The President of the United States of America takes pleasure in presenting the Navy Cross to Captain Francis Louis Fagan (MCSN: 0-8334), United States Marine Corps, for extraordinary heroism as Commanding Officer of Company G, Second Battalion, Ninth Marines, THIRD Marine Division, in action against enemy Japanese forces on Guam, Marianas Islands, 28 July 1944. Assuming command of a company which had lost all its officers with the exception of one, Captain Fagan immediately pushed an attack to the top of a ridge and, when a strong enemy counterattack forced his company's right flank to fall back after the lapse of only ten minutes, ran one hundred and fifty yards along the front line through heavy hostile fire to the right flank. Braving intense fire from screaming Japanese troops only fifteen yards away, he rallied his men and halted the withdrawal, thus preventing a break-through and repulsing the counterattack. Although wounded during the action, he continued to command his company. His inspiring leadership, courage and devotion to duty were in keeping with the highest traditions of the United States Naval Service.

His second award citation reads:

The President of the United States of America takes pride in presenting a Gold Star in lieu of a Second Award of the Navy Cross (Posthumously) to Captain Francis Louis Fagan (MCSN: 0-8334), United States Marine Corps, for extraordinary heroism as Commanding Officer of Company G, Second Battalion, Ninth Marines, THIRD Marine Division, in action against enemy Japanese forces on Iwo Jima in the Volcano Islands, on 25 and 26 February 1945. Determined to break the entrenched network of emplacements concealed in the massive rock formations and twisting ridges which constituted the natural ramparts of the enemy's cross-island defenses, Captain Fagan skillfully coordinated and led a combined tank-infantry assault against a salient Japanese strong point on the high ground west of Airfield Number Two.
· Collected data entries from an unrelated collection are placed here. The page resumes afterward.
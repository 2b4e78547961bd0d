use std::future::Future;

use chrono::{DateTime, Utc};
use reqwest::{
    header::{HeaderMap, HeaderValue, ACCEPT, USER_AGENT},
    RequestBuilder, Response,
};
use serde::{de::DeserializeOwned, Deserialize, Serialize};
use serde_json::Value;

use crate::{
    model::{normalize_all, Note, NoteChanges, RowId, Summary, Task, TaskChanges, User, UserId},
    ClientConfig, Error, Result,
};

/// The Tasknest REST surface as seen by [`crate::DataSync`].
///
/// Row-returning calls hand back normalized rows; a rejected login is [`Error::Rejected`].
pub trait Api: Send + Sync {
    fn signup(&self, full_name: &str, email: &str, password: &str) -> impl Future<Output = Result<()>> + Send;
    fn login(&self, email: &str, password: &str) -> impl Future<Output = Result<UserId>> + Send;
    fn reset_password(
        &self,
        user_id: UserId,
        old_password: &str,
        new_password: &str,
    ) -> impl Future<Output = Result<()>> + Send;
    fn user(&self, user_id: UserId) -> impl Future<Output = Result<User>> + Send;
    fn summary(&self, user_id: UserId) -> impl Future<Output = Result<Summary>> + Send;

    fn fetch_notes(&self, user_id: UserId) -> impl Future<Output = Result<Vec<Note>>> + Send;
    fn create_note(&self, draft: &Note) -> impl Future<Output = Result<Note>> + Send;
    fn update_note(&self, id: RowId, changes: &NoteChanges) -> impl Future<Output = Result<Note>> + Send;
    fn delete_note(&self, id: RowId) -> impl Future<Output = Result<()>> + Send;

    fn fetch_tasks(&self, user_id: UserId) -> impl Future<Output = Result<Vec<Task>>> + Send;
    fn create_task(&self, draft: &Task) -> impl Future<Output = Result<Task>> + Send;
    fn update_task(&self, id: RowId, changes: &TaskChanges) -> impl Future<Output = Result<Task>> + Send;
    fn delete_task(&self, id: RowId) -> impl Future<Output = Result<()>> + Send;
}

#[derive(Debug, Clone)]
pub struct HttpApi {
    client: reqwest::Client,
    base_url: String,
}

impl HttpApi {
    pub fn new(base_url: impl Into<String>) -> Result<Self> {
        let mut headers = HeaderMap::new();
        headers.insert(ACCEPT, HeaderValue::from_static("application/json"));
        headers.insert(USER_AGENT, HeaderValue::from_static("tasknest-client"));

        let client = reqwest::Client::builder().default_headers(headers).build()?;
        let base_url = base_url.into().trim_end_matches('/').to_owned();

        Ok(Self { client, base_url })
    }

    pub fn from_config(config: &ClientConfig) -> Result<Self> {
        Self::new(config.api_url.clone())
    }

    fn url(&self, path: &str) -> String {
        format!("{}{path}", self.base_url)
    }
}

#[derive(Deserialize)]
struct NoteEnvelope {
    note: Note,
}

#[derive(Deserialize)]
struct TaskEnvelope {
    task: Task,
}

#[derive(Deserialize)]
struct AuthReply {
    success: bool,
    message: Option<String>,
}

#[derive(Deserialize)]
#[serde(rename_all = "camelCase")]
struct LoginReply {
    success: bool,
    user_id: Option<UserId>,
    message: Option<String>,
}

#[derive(Serialize)]
#[serde(rename_all = "camelCase")]
struct SignupBody<'a> {
    full_name: &'a str,
    email: &'a str,
    password: &'a str,
}

#[derive(Serialize)]
struct LoginBody<'a> {
    email: &'a str,
    password: &'a str,
}

#[derive(Serialize)]
#[serde(rename_all = "camelCase")]
struct ResetPasswordBody<'a> {
    user_id: UserId,
    old_password: &'a str,
    new_password: &'a str,
}

#[derive(Serialize)]
#[serde(rename_all = "camelCase")]
struct CreateNoteBody<'a> {
    title: &'a str,
    content: &'a str,
    creation_date: Option<DateTime<Utc>>,
    is_pinned: bool,
    user_id: Option<UserId>,
}

#[derive(Serialize)]
#[serde(rename_all = "camelCase")]
struct CreateTaskBody<'a> {
    title: &'a str,
    description: &'a str,
    creation_date: Option<DateTime<Utc>>,
    due_date: Option<DateTime<Utc>>,
    completed: bool,
    is_pinned: bool,
    priority: &'a str,
    category: &'a str,
    user_id: Option<UserId>,
}

/// Sends the request and turns any non-2xx answer into [`Error::Status`].
async fn send(request: RequestBuilder) -> Result<Response> {
    let response = request.send().await?;
    let status = response.status();
    if status.is_success() {
        return Ok(response);
    }

    let body = response.text().await.unwrap_or_default();
    let message = error_message(&body)
        .or_else(|| status.canonical_reason().map(str::to_owned))
        .unwrap_or_default();

    tracing::debug!(status = status.as_u16(), "request failed: {message}");

    Err(Error::Status {
        status: status.as_u16(),
        message,
    })
}

async fn json<T: DeserializeOwned>(request: RequestBuilder) -> Result<T> {
    Ok(send(request).await?.json::<T>().await?)
}

/// `message` of an error body, if the body is one.
fn error_message(body: &str) -> Option<String> {
    serde_json::from_str::<Value>(body)
        .ok()?
        .get("message")?
        .as_str()
        .map(str::to_owned)
}

impl Api for HttpApi {
    async fn signup(&self, full_name: &str, email: &str, password: &str) -> Result<()> {
        let request = self.client.post(self.url("/users/signup")).json(&SignupBody {
            full_name,
            email,
            password,
        });

        match json::<AuthReply>(request).await? {
            AuthReply { success: true, .. } => Ok(()),
            AuthReply { message, .. } => Err(Error::Rejected(message.unwrap_or_else(|| "Signup failed".into()))),
        }
    }

    async fn login(&self, email: &str, password: &str) -> Result<UserId> {
        let request = self
            .client
            .post(self.url("/users/login"))
            .json(&LoginBody { email, password });

        match json::<LoginReply>(request).await? {
            LoginReply {
                success: true,
                user_id: Some(user_id),
                ..
            } => Ok(user_id),
            LoginReply { message, .. } => Err(Error::Rejected(message.unwrap_or_else(|| "Auth failed".into()))),
        }
    }

    async fn reset_password(&self, user_id: UserId, old_password: &str, new_password: &str) -> Result<()> {
        let request = self
            .client
            .post(self.url("/user/resetpassword"))
            .json(&ResetPasswordBody {
                user_id,
                old_password,
                new_password,
            });

        match json::<AuthReply>(request).await? {
            AuthReply { success: true, .. } => Ok(()),
            AuthReply { message, .. } => Err(Error::Rejected(message.unwrap_or_default())),
        }
    }

    async fn user(&self, user_id: UserId) -> Result<User> {
        json(self.client.get(self.url(&format!("/users/{user_id}")))).await
    }

    async fn summary(&self, user_id: UserId) -> Result<Summary> {
        json(self.client.get(self.url(&format!("/users/summary/{user_id}")))).await
    }

    async fn fetch_notes(&self, user_id: UserId) -> Result<Vec<Note>> {
        let rows = json::<Vec<Value>>(self.client.get(self.url(&format!("/notes/{user_id}")))).await?;
        Ok(normalize_all(rows, Note::normalize))
    }

    async fn create_note(&self, draft: &Note) -> Result<Note> {
        let request = self.client.post(self.url("/notes")).json(&CreateNoteBody {
            title: &draft.title,
            content: &draft.content,
            creation_date: draft.creation_date,
            is_pinned: draft.is_pinned,
            user_id: draft.user_id,
        });

        Ok(json::<NoteEnvelope>(request).await?.note)
    }

    async fn update_note(&self, id: RowId, changes: &NoteChanges) -> Result<Note> {
        let request = self.client.patch(self.url(&format!("/notes/{id}"))).json(changes);
        Ok(json::<NoteEnvelope>(request).await?.note)
    }

    async fn delete_note(&self, id: RowId) -> Result<()> {
        send(self.client.delete(self.url(&format!("/notes/{id}")))).await?;
        Ok(())
    }

    async fn fetch_tasks(&self, user_id: UserId) -> Result<Vec<Task>> {
        let rows = json::<Vec<Value>>(self.client.get(self.url(&format!("/tasks/{user_id}")))).await?;
        Ok(normalize_all(rows, Task::normalize))
    }

    async fn create_task(&self, draft: &Task) -> Result<Task> {
        let request = self.client.post(self.url("/tasks")).json(&CreateTaskBody {
            title: &draft.title,
            description: &draft.description,
            creation_date: draft.creation_date,
            due_date: draft.due_date,
            completed: draft.completed,
            is_pinned: draft.is_pinned,
            priority: &draft.priority,
            category: &draft.category,
            user_id: draft.user_id,
        });

        Ok(json::<TaskEnvelope>(request).await?.task)
    }

    async fn update_task(&self, id: RowId, changes: &TaskChanges) -> Result<Task> {
        let request = self.client.patch(self.url(&format!("/tasks/{id}"))).json(changes);
        Ok(json::<TaskEnvelope>(request).await?.task)
    }

    async fn delete_task(&self, id: RowId) -> Result<()> {
        send(self.client.delete(self.url(&format!("/tasks/{id}")))).await?;
        Ok(())
    }
}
Boldly defying the powerfully organized opposition, he continuously exposed himself to intense machine-gun, antitank, grenade and mortar barrages as he directed the sustained fire of his automatic weapons against heavily fortified pillboxes which he personally located and, driving his tanks relentlessly forward in the face of almost insurmountable obstacles, blasted one death trap after another to make slow but steady progress toward the fanatically defended ridge position. Painfully wounded during the violent exchange of hostilities, he consistently refused evacuation and held his ground indomitably throughout the night, despite the uninterrupted bombardment of exploding mortar shells and slashing machine-gun fire maintained by the enemy. Fiercely resuming his planned close-in tactics the following morning, he led his intrepid men with dauntless courage and iron determination in a hand-to-hand assault of the contested area and succeeded in destroying several hostile fortifications before he fell, mortally wounded while leading a furious charge against a stubbornly resisting pillbox. By his outstanding valor and brilliant combat skill, Captain Fagan had effected the annihilation of approximately one hundred fifty Japanese, the destruction of more than thirty enemy fortifications and the seizure of key positions which materially furthered the operations of his division against this vital outpost of the Japanese Empire. His superb leadership and dynamic aggressiveness throughout the bitter conflict enhanced and sustained the highest traditions of the United States Naval Service. He gallantly gave his life for his country.

==Legacy==
The 9th Marine Regiment named a parade ground Fagan Field in memory of Fagan in 1945.